Cena vai pelo mesmo caminho, mas entrega um perfil de político vaidoso e autocentrado, com paralelos fáceis na política contemporânea, e não apenas nos Estados Unidos.

— O mais difícil, em qualquer filme, é entender por que cargas d’água aquele sujeito é interessante o suficiente para eu prestar atenção nele. E presidente dos EUA é um título que já garante, por si só, a importância daquele personagem naquela dimensão. Depois você percebe que Will é otimista, acredita muito nele, mas também teimoso e ignorante. Juro que não precisei ir atrás do plantel de líderes americanos para encontrá-lo — despista o ator.

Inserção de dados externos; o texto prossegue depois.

mod terminal;

use anyhow::Context;
use clap::{Parser, Subcommand};
use keynudge_engine::catalog::Catalog;
use keynudge_engine::cli::{self, OutputHandlers, StreamOptions};
use keynudge_engine::common::Response;
use keynudge_engine::config::{ConfigLoader, KeynudgeConfig};
use keynudge_engine::engine::RecommendationEngine;
use keynudge_engine::ledger::{LearnedLedger, YamlLedgerStore};
use keynudge_engine::manage::{AlwaysConfirm, ClearConfirmation, ClearOutcome, LearnedManager};
use keynudge_engine::presenter::{FixedResponse, PresentationSink};
use std::path::PathBuf;
use std::sync::Arc;
use terminal::{PromptConfirmation, PromptPresenter};
use tracing_subscriber::EnvFilter;

#[derive(Parser)]
#[command(name = "keynudge", version, about = "Keyboard shortcut suggestions for editor interactions")]
struct Args {
    #[command(subcommand)]
    command: Command,

    /// Config file (defaults to ./keynudge.yaml, then ~/.keynudge/config.yaml)
    #[arg(long, global = true)]
    config: Option<PathBuf>,

    /// Shortcut catalog file, overriding the config
    #[arg(long, global = true)]
    catalog: Option<PathBuf>,

    /// Learned shortcuts file, overriding the config
    #[arg(long, global = true)]
    ledger: Option<PathBuf>,

    /// Log decisions at debug level
    #[arg(short, long, global = true)]
    verbose: bool,
}

#[derive(Subcommand)]
enum Command {
    /// Read interaction events (JSON lines) and suggest shortcuts
    Watch {
        /// Read events from this file and ask for answers on the terminal.
        /// Without it, events are read from stdin and suggestions only printed.
        #[arg(long)]
        events: Option<String>,

        /// With stdin events, treat every suggestion as acknowledged
        #[arg(long)]
        acknowledge_all: bool,

        /// Skip the tip of the day on startup
        #[arg(long)]
        no_tip: bool,

        /// Also print events that produced no suggestion
        #[arg(long)]
        show_skips: bool,
    },
    /// Manage learned shortcuts
    Learned {
        #[command(subcommand)]
        action: LearnedAction,
    },
    /// List the shortcut catalog
    Catalog {
        /// Only this interaction type (e.g. fileSave)
        #[arg(long = "type")]
        interaction_type: Option<String>,

        #[arg(long)]
        json: bool,
    },
}

#[derive(Subcommand)]
enum LearnedAction {
    /// List learned shortcuts
    List {
        #[arg(long)]
        json: bool,
    },
    /// Forget one learned shortcut so it can be suggested again
    Forget {
        #[arg(long)]
        keys: String,
        #[arg(long)]
        action: String,
    },
    /// Forget every learned shortcut
    Clear {
        /// Do not ask for confirmation
        #[arg(long)]
        yes: bool,
    },
}

const OUTPUT: OutputHandlers = OutputHandlers {
    out: |msg| println!("{}", msg),
    err: |msg| eprintln!("{}", msg),
};

#[tokio::main]
async fn main() -> anyhow::Result<()> {
    let args = Args::parse();

    // Logs go to stderr; stdout carries suggestions and listings.
    let default_level = if args.verbose { "debug" } else { "info" };
    tracing_subscriber::fmt()
        .with_writer(std::io::stderr)
        .with_env_filter(
            EnvFilter::try_from_default_env().unwrap_or_else(|_| EnvFilter::new(default_level)),
        )
        .init();

    let config = match &args.config {
        Some(path) => ConfigLoader::load_from(path)
            .await
            .with_context(|| format!("loading config {}", path.display()))?,
        None => ConfigLoader::load_default().await.context("loading config")?,
    };

    match args.command {
        Command::Watch {
            events,
            acknowledge_all,
            no_tip,
            show_skips,
        } => {
            let catalog = load_catalog(args.catalog.as_ref(), &config).await?;
            let ledger = open_ledger(args.ledger.as_ref(), &config).await?;
            let sink: Arc<dyn PresentationSink> = if events.is_some() {
                Arc::new(PromptPresenter::new())
            } else {
                // Piped input leaves no terminal to answer on.
                Arc::new(FixedResponse(
                    acknowledge_all.then_some(Response::Acknowledge),
                ))
            };
            let tip = config.recommendations.tip_on_startup && !no_tip;
            let engine =
                RecommendationEngine::new(catalog, ledger, sink, config.recommendations);

            if tip {
                cli::tip_of_the_day(&engine, OUTPUT).await;
            }

            let options = StreamOptions {
                report_skips: show_skips,
                ..Default::default()
            };
            let summary = match events {
                Some(path) => cli::run_file(&engine, OUTPUT, &path, options).await,
                None => cli::run_stdin(&engine, OUTPUT, options).await,
            }
            .map_err(|e| anyhow::anyhow!("{}", e))?;

            tracing::info!(
                events = summary.events,
                presented = summary.presented,
                learned = summary.learned,
                errors = summary.errors,
                "Session finished"
            );
        }
        Command::Learned { action } => {
            let ledger = open_ledger(args.ledger.as_ref(), &config).await?;
            let manager = LearnedManager::new(ledger);
            run_learned(&manager, action).await?;
        }
        Command::Catalog {
            interaction_type,
            json,
        } => {
            let catalog = load_catalog(args.catalog.as_ref(), &config).await?;
            let records = match &interaction_type {
                Some(t) => catalog.shortcuts_for_type(t),
                None => catalog.all_records(),
            };
            if json {
                println!("{}", serde_json::to_string_pretty(records)?);
            } else {
                for record in records {
                    println!(
                        "{:<22} {:<20} {}",
                        record.interaction_type, record.shortcut_keys, record.action_description
                    );
                }
            }
        }
    }

    Ok(())
}

async fn load_catalog(
    override_path: Option<&PathBuf>,
    config: &KeynudgeConfig,
) -> anyhow::Result<Arc<Catalog>> {
    let catalog = match override_path.or(config.catalog.path.as_ref()) {
        Some(path) => Catalog::load(path).await?,
        None => Catalog::builtin(),
    };
    Ok(Arc::new(catalog))
}

async fn open_ledger(
    override_path: Option<&PathBuf>,
    config: &KeynudgeConfig,
) -> anyhow::Result<Arc<LearnedLedger>> {
    let path = override_path
        .cloned()
        .unwrap_or_else(|| config.storage.ledger_path());
    let ledger = LearnedLedger::open(Box::new(YamlLedgerStore::new(path.clone())))
        .await
        .with_context(|| format!("opening learned shortcuts {}", path.display()))?;
    Ok(Arc::new(ledger))
}

async fn run_learned(manager: &LearnedManager, action: LearnedAction) -> anyhow::Result<()> {
    match action {
        LearnedAction::List { json } => {
            let entries = manager.list();
            if json {
                println!("{}", serde_json::to_string_pretty(&entries)?);
            } else if entries.is_empty() {
                println!("No learned shortcuts.");
            } else {
                for entry in entries {
                    println!("{:<20} {}", entry.shortcut_keys, entry.action_description);
                }
            }
        }
        LearnedAction::Forget { keys, action } => {
            if manager.unlearn(&keys, &action).await? {
                println!("Forgot {} ({}).", keys, action);
            } else {
                println!("{} ({}) was not learned.", keys, action);
            }
        }
        LearnedAction::Clear { yes } => {
            let confirmation: Box<dyn ClearConfirmation> = if yes {
                Box::new(AlwaysConfirm)
            } else {
                Box::new(PromptConfirmation::new())
            };
            match manager.clear_all(confirmation.as_ref()).await? {
                ClearOutcome::Cleared { removed } => {
                    println!("Forgot {} learned shortcut(s).", removed)
                }
                ClearOutcome::Cancelled => println!("Cancelled."),
                ClearOutcome::AlreadyEmpty => println!("No learned shortcuts."),
            }
        }
    }
    Ok(())
}
pub mod event;
pub mod formatter;
pub mod shortcut;

pub use event::{EventContext, InteractionEvent, InteractionKind};
pub use formatter::{Response, Suggestion};
pub use shortcut::{IdentityError, ShortcutIdentity, ShortcutRecord};
//! Context filters: which catalog candidates are plausibly relevant to the
//! concrete event that just happened.

use crate::config::EditorChangePolicy;
use keynudge_common::ShortcutRecord;
use keynudge_common::event::{EditorChangeContext, EditorInfo, EventContext};
use regex::Regex;
use std::sync::LazyLock;

/// Shortcut groups that editor-change rules are keyed on.
#[derive(Debug, Clone, Copy, PartialEq, Eq)]
pub enum EditorShortcutGroup {
    SplitEditor,
    NewFile,
    OpenFile,
    Navigation,
    MarkdownPreview,
}

static SPLIT_EDITOR_RE: LazyLock<Regex> =
    LazyLock::new(|| Regex::new(r"(?i)^(ctrl|cmd)\+\\$").unwrap());
static NEW_FILE_RE: LazyLock<Regex> =
    LazyLock::new(|| Regex::new(r"(?i)^(ctrl|cmd)\+n$").unwrap());
static OPEN_FILE_RE: LazyLock<Regex> =
    LazyLock::new(|| Regex::new(r"(?i)^(ctrl|cmd)\+[op]$").unwrap());
static NAVIGATION_RE: LazyLock<Regex> = LazyLock::new(|| {
    Regex::new(
        r"(?i)^((ctrl|cmd)\+(shift\+)?(tab|-)|alt\+(left|right)|(ctrl|cmd)\+page(up|down))$",
    )
    .unwrap()
});
static MARKDOWN_PREVIEW_RE: LazyLock<Regex> =
    LazyLock::new(|| Regex::new(r"(?i)^(ctrl|cmd)\+(shift\+v|k v)$").unwrap());

impl EditorShortcutGroup {
    /// The group a shortcut belongs to, judged by its keys. Groups are tried
    /// in declaration order and the first match wins.
    pub fn classify(keys: &str) -> Option<Self> {
        let keys = keys.trim();
        [
            (Self::SplitEditor, &*SPLIT_EDITOR_RE),
            (Self::NewFile, &*NEW_FILE_RE),
            (Self::OpenFile, &*OPEN_FILE_RE),
            (Self::Navigation, &*NAVIGATION_RE),
            (Self::MarkdownPreview, &*MARKDOWN_PREVIEW_RE),
        ]
        .into_iter()
        .find(|(_, re)| re.is_match(keys))
        .map(|(group, _)| group)
    }
}

/// Narrow `candidates` to those relevant to `context`, keeping source order.
pub fn filter_candidates<'a>(
    context: &EventContext,
    candidates: &'a [ShortcutRecord],
    policy: EditorChangePolicy,
) -> Vec<&'a ShortcutRecord> {
    let all = || candidates.iter().collect::<Vec<_>>();

    match context {
        EventContext::EditorChange(ctx) => match &ctx.editor {
            Some(editor) => candidates
                .iter()
                .filter(|record| editor_change_keeps(policy, ctx, editor, record))
                .collect(),
            None => Vec::new(),
        },
        EventContext::TerminalChange(ctx) => {
            if ctx.terminal.is_some() {
                all()
            } else {
                Vec::new()
            }
        }
        EventContext::FileSave(ctx) | EventContext::DocumentClose(ctx) => {
            if ctx.document.is_some() {
                all()
            } else {
                Vec::new()
            }
        }
        EventContext::SelectionChange(ctx) => {
            if ctx.editor.is_some() && !ctx.selections.is_empty() {
                all()
            } else {
                Vec::new()
            }
        }
        EventContext::TextChange(ctx) => {
            if ctx.content_changes.is_empty() {
                Vec::new()
            } else {
                all()
            }
        }
        EventContext::WindowStateChange(ctx) => {
            if ctx.state.is_some() {
                all()
            } else {
                Vec::new()
            }
        }
        EventContext::CommandExecution(_)
        | EventContext::PanelVisibilityChange(_)
        | EventContext::IntelliSense
        | EventContext::PeekDefinition
        | EventContext::QuickFix
        | EventContext::References
        | EventContext::DebugStart
        | EventContext::DebugStop
        | EventContext::TipOfTheDay
        | EventContext::Unknown { .. } => all(),
    }
}

fn editor_change_keeps(
    policy: EditorChangePolicy,
    ctx: &EditorChangeContext,
    editor: &EditorInfo,
    record: &ShortcutRecord,
) -> bool {
    let group = EditorShortcutGroup::classify(&record.shortcut_keys);
    match policy {
        EditorChangePolicy::GroupRules => match group {
            Some(EditorShortcutGroup::SplitEditor) => ctx.tab_group_count_increased,
            Some(EditorShortcutGroup::NewFile) => editor.is_untitled && ctx.tab_count_increased,
            Some(EditorShortcutGroup::OpenFile) => !editor.is_untitled && ctx.tab_count_increased,
            Some(EditorShortcutGroup::Navigation) => ctx.tab_count_unchanged,
            Some(EditorShortcutGroup::MarkdownPreview) => editor.is_markdown(),
            None => true,
        },
        EditorChangePolicy::MarkdownSplit => {
            let is_preview = group == Some(EditorShortcutGroup::MarkdownPreview);
            is_preview == editor.is_markdown()
        }
    }
}
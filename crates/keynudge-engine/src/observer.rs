//! Optional diagnostics hook for the decision pipeline.

use crate::engine::{Outcome, Stage};
use tracing::{debug, info};

/// Receives per-stage candidate counts and final outcomes. Both methods
/// default to doing nothing.
pub trait EngineObserver: Send + Sync {
    fn on_stage(&self, _tag: &str, _stage: Stage, _before: usize, _after: usize) {}

    fn on_outcome(&self, _tag: &str, _outcome: &Outcome) {}
}

/// Logs every stage and outcome through `tracing`.
#[derive(Debug, Clone, Copy, Default)]
pub struct TracingObserver;

impl EngineObserver for TracingObserver {
    fn on_stage(&self, tag: &str, stage: Stage, before: usize, after: usize) {
        debug!(event = tag, ?stage, before, after, "Narrowed candidates");
    }

    fn on_outcome(&self, tag: &str, outcome: &Outcome) {
        match outcome {
            Outcome::Skipped(reason) => debug!(event = tag, ?reason, "No suggestion"),
            Outcome::Presented {
                suggestion,
                response,
                learned,
            } => info!(
                event = tag,
                shortcut = %suggestion.identity,
                ?response,
                learned,
                "Presented suggestion"
            ),
        }
    }
}
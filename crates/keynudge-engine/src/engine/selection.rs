use crate::clock::RandomSource;
use keynudge_common::event::EventContext;
use keynudge_common::ShortcutRecord;
use regex::Regex;
use std::sync::LazyLock;

static SWITCH_WINDOW_RE: LazyLock<Regex> =
    LazyLock::new(|| Regex::new(r"(?i)\bswitch(es|ing)?\b.*\bwindows?\b").unwrap());
static OPEN_TERMINAL_RE: LazyLock<Regex> =
    LazyLock::new(|| Regex::new(r"(?i)\b(open|focus)\b.*\bterminal\b").unwrap());

/// Pick one candidate. `candidates` must not be empty.
pub fn select<'a>(
    context: &EventContext,
    candidates: &[&'a ShortcutRecord],
    rng: &mut dyn RandomSource,
    first_candidate_bias: f64,
) -> &'a ShortcutRecord {
    let preferred = match context {
        EventContext::WindowStateChange(_) => canonical(candidates, &SWITCH_WINDOW_RE),
        EventContext::TerminalChange(_) => canonical(candidates, &OPEN_TERMINAL_RE),
        EventContext::EditorChange(_) if rng.chance(first_candidate_bias) => {
            candidates.first().copied()
        }
        _ => None,
    };

    // Wrap so a source that ignores `len` cannot index out of bounds.
    preferred.unwrap_or_else(|| candidates[rng.pick_index(candidates.len()) % candidates.len()])
}

/// First candidate whose description names the canonical action.
fn canonical<'a>(candidates: &[&'a ShortcutRecord], re: &Regex) -> Option<&'a ShortcutRecord> {
    candidates
        .iter()
        .copied()
        .find(|record| re.is_match(&record.action_description))
}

Fã ardoroso de “Cidade de Deus”— “Fernando Meirelles é um Deus, para mim ele conseguiu dirigir um raro exemplo de filme perfeito”, afirma —, Naishuller chamou a atenção de Elba e Cena, que também assinam a produção executiva do filme, por seu título anterior, o elogiado “Anônimo” (2023). O thriller foi um veículo para Bob Oldenkirk, vencedor do Emmy pelo Saul do universo “Breaking bad”, provar que também poderia ser um herói de ação, para além da comédia e dos sitcoms. Provou.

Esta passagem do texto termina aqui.